Did a recce of SAA, spotting a recycling place on the same industrial estate so offloaded a huge piece of cardboard that had been cluttering my car boot for months. You have no idea how thrilled that made me! Heh! It’s the little things!!! Also did Allington recce but couldn’t spot the Manor so headed for Grantham and decided to worry about finding it later.
(Actually, my scribbled notes make it difficult to understand where and when I went to both Grantham and Newark. Am guessing 5th as I was going in another direction thereafter.)
So, Grantham …
Very shabby though people were very friendly. I was en route to somewhere but couldn’t pass up seeing the birthplace of Maggie T. For some reason I thought there was a statue of her and, usually the best place to ask, I popped into a local estate agent. As I said, they were very friendly but, unfortunately, rather clueless. Luckily, I hadn’t walked (meter only had a few minutes on it so it was easier to drive). The statue that I was sent to was of Isaac Newton. Same at the jewellers, she had no idea at all, though I did treat myself to some gold earrings being sold at half price.

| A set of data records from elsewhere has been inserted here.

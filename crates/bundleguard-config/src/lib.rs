//! bundleguard configuration system.
//!
//! TOML-based configuration with validation. All sections use defaults so
//! partial configs (or none at all) work out of the box.
//!
//! # Quick Start
//!
//! ```rust,no_run
//! use bundleguard_config::load_config;
//!
//! let config = load_config(None).expect("failed to load config");
//! println!("{}", config.paths.readable_path().display());
//! ```

pub mod schema;
pub mod toml_loader;
pub mod validation;

// Re-export core types for convenience
pub use schema::{BundleguardConfig, CONFIG_SCHEMA_VERSION};
pub use toml_loader::{create_default_config, default_config_toml, PROJECT_CONFIG_NAME};

use bundleguard_common::ConfigError;
use std::path::Path;

/// Load and validate config.
///
/// Uses `explicit` when given; otherwise `./bundleguard.toml`, then the
/// per-user config file, then built-in defaults.
pub fn load_config(explicit: Option<&Path>) -> Result<BundleguardConfig, ConfigError> {
    let config = toml_loader::load_resolved(explicit)?;
    validation::validate(&config)?;
    Ok(config)
}

/// Serialize a config to a TOML string.
pub fn config_to_toml(config: &BundleguardConfig) -> Result<String, ConfigError> {
    toml::to_string_pretty(config)
        .map_err(|e| ConfigError::ParseError(format!("failed to serialize config: {e}")))
}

I was about to drive out of town and not bother, but decided to ask at one last place – a furniture store. The old-ish female assistant also had absolutely no idea but the young couple she was serving did. There isn’t a statue. Apparently they are still arguing about it.
As I was now parked in the opposite direction to where it was, I did a U-ey and there it was, less than a mile the other end – on the corner – bang opposite a Roman Catholic church to Our Lady. And there is a small plaque on the upper part as the Roberts lived ‘over the shop’. The sun was out, there weren’t any parking restrictions, so I left the car on the kerb and grabbed a couple of photos. .. then took the long way round (by accident) to Newark and the National Civil War Museum.
Newark & National Civil War Museum
Presumably by accident rather than design, all the parts of the East Midlands I visited were exceptionally ‘white’. As there were Chinese and Indian restaurants, I guess there must have been non-whites around. But there certainly were a lot of Eastern Europeans.
Now in Newark but cannot recall where I parked. It wasn’t near the museum, and must have been paid for to give me time to eat and view. Ah yes, I remember: Newark Castle (long stay by the railway of the same name). On the map, there appear to be two Newark Castles within a mile or so of each other. I saw the less imposing ruins. Was supposedly near the Civil War Museum but the museum had moved.
After the shabbiness of Grantham, it was good to be parked and walking through a pleasing part of the town – a historic one at that – with a fine range of eateries and shops though I didn’t actually end up eating there. Did a quick spot of shopping and then headed to the top of the town where it (the museum) was now located. Lunch then ended up being a piece of cake and half a cup of coffee in their café. Poor choice really when there were so many decent places I could have stopped at. I had some vague idea of finding a decent eatery nearer the museum but they were a bit thin on the ground and I couldn’t be pfaffed walking back and forth.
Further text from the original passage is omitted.